WORK TO BE COMPLETED
What lines in the records below hold the string "instance"? Please show them.

---+---

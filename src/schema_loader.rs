//! Shared JSON Schema loader for catalog validation.
//!
//! Reads a schema from disk (or takes an already parsed value), checks its
//! `schema_version` const against an allowed set, and compiles a validator
//! whose errors are collected into one message per document.

use anyhow::{Context, Result, anyhow, bail};
use jsonschema::JSONSchema;
use serde_json::Value;
use std::collections::BTreeSet;
use std::fs::File;
use std::io::BufReader;
use std::path::Path;

/// Result of loading and compiling a JSON Schema.
pub(crate) struct SchemaLoadResult {
    pub schema_version: String,
    pub compiled: JSONSchema,
}

/// Controls how schemas are checked before compilation.
pub(crate) struct SchemaLoadOptions<'a> {
    /// Where to find the schema_version const inside the schema payload.
    pub schema_version_pointer: &'a str,
    /// Allowed schema_version values; enforced when present.
    pub allowed_versions: Option<&'a BTreeSet<String>>,
}

impl<'a> Default for SchemaLoadOptions<'a> {
    fn default() -> Self {
        Self {
            schema_version_pointer: "/properties/schema_version/const",
            allowed_versions: None,
        }
    }
}

pub(crate) fn load_json_schema(
    path: &Path,
    options: SchemaLoadOptions<'_>,
) -> Result<SchemaLoadResult> {
    let file = File::open(path).with_context(|| format!("opening schema {}", path.display()))?;
    let schema: Value = serde_json::from_reader(BufReader::new(file))
        .with_context(|| format!("parsing schema {}", path.display()))?;
    compile_json_schema(&schema, &path.display().to_string(), options)
}

pub(crate) fn compile_json_schema(
    schema: &Value,
    origin: &str,
    options: SchemaLoadOptions<'_>,
) -> Result<SchemaLoadResult> {
    let schema_version = extract_schema_version(schema, options.schema_version_pointer)
        .ok_or_else(|| anyhow!("schema {origin} missing schema_version const"))?;

    if let Some(allowed) = options.allowed_versions {
        if !allowed.contains(&schema_version) {
            bail!(
                "schema_version '{}' not in allowed set {:?}",
                schema_version,
                allowed
            );
        }
    }

    // ValidationError borrows the schema, so flatten it before it leaves here.
    let compiled =
        JSONSchema::compile(schema).map_err(|err| anyhow!("compiling schema {origin}: {err}"))?;

    Ok(SchemaLoadResult {
        schema_version,
        compiled,
    })
}

impl SchemaLoadResult {
    /// Validate `instance`, reporting every violation at once.
    pub(crate) fn validate(&self, instance: &Value, subject: &str) -> Result<()> {
        if let Err(errors) = self.compiled.validate(instance) {
            let details = errors
                .map(|err| err.to_string())
                .collect::<Vec<_>>()
                .join("\n");
            bail!("{subject} failed schema validation:\n{details}");
        }
        Ok(())
    }
}

fn extract_schema_version(schema: &Value, pointer: &str) -> Option<String> {
    let version = schema.pointer(pointer).and_then(Value::as_str)?;
    if version
        .chars()
        .all(|c| c.is_ascii_alphanumeric() || matches!(c, '_' | '.' | '-'))
    {
        Some(version.to_string())
    } else {
        None
    }
}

---+---

ANSWER TO THIS TASK
    /// Validate `instance`, reporting every violation at once.
    pub(crate) fn validate(&self, instance: &Value, subject: &str) -> Result<()> {
        if let Err(errors) = self.compiled.validate(instance) {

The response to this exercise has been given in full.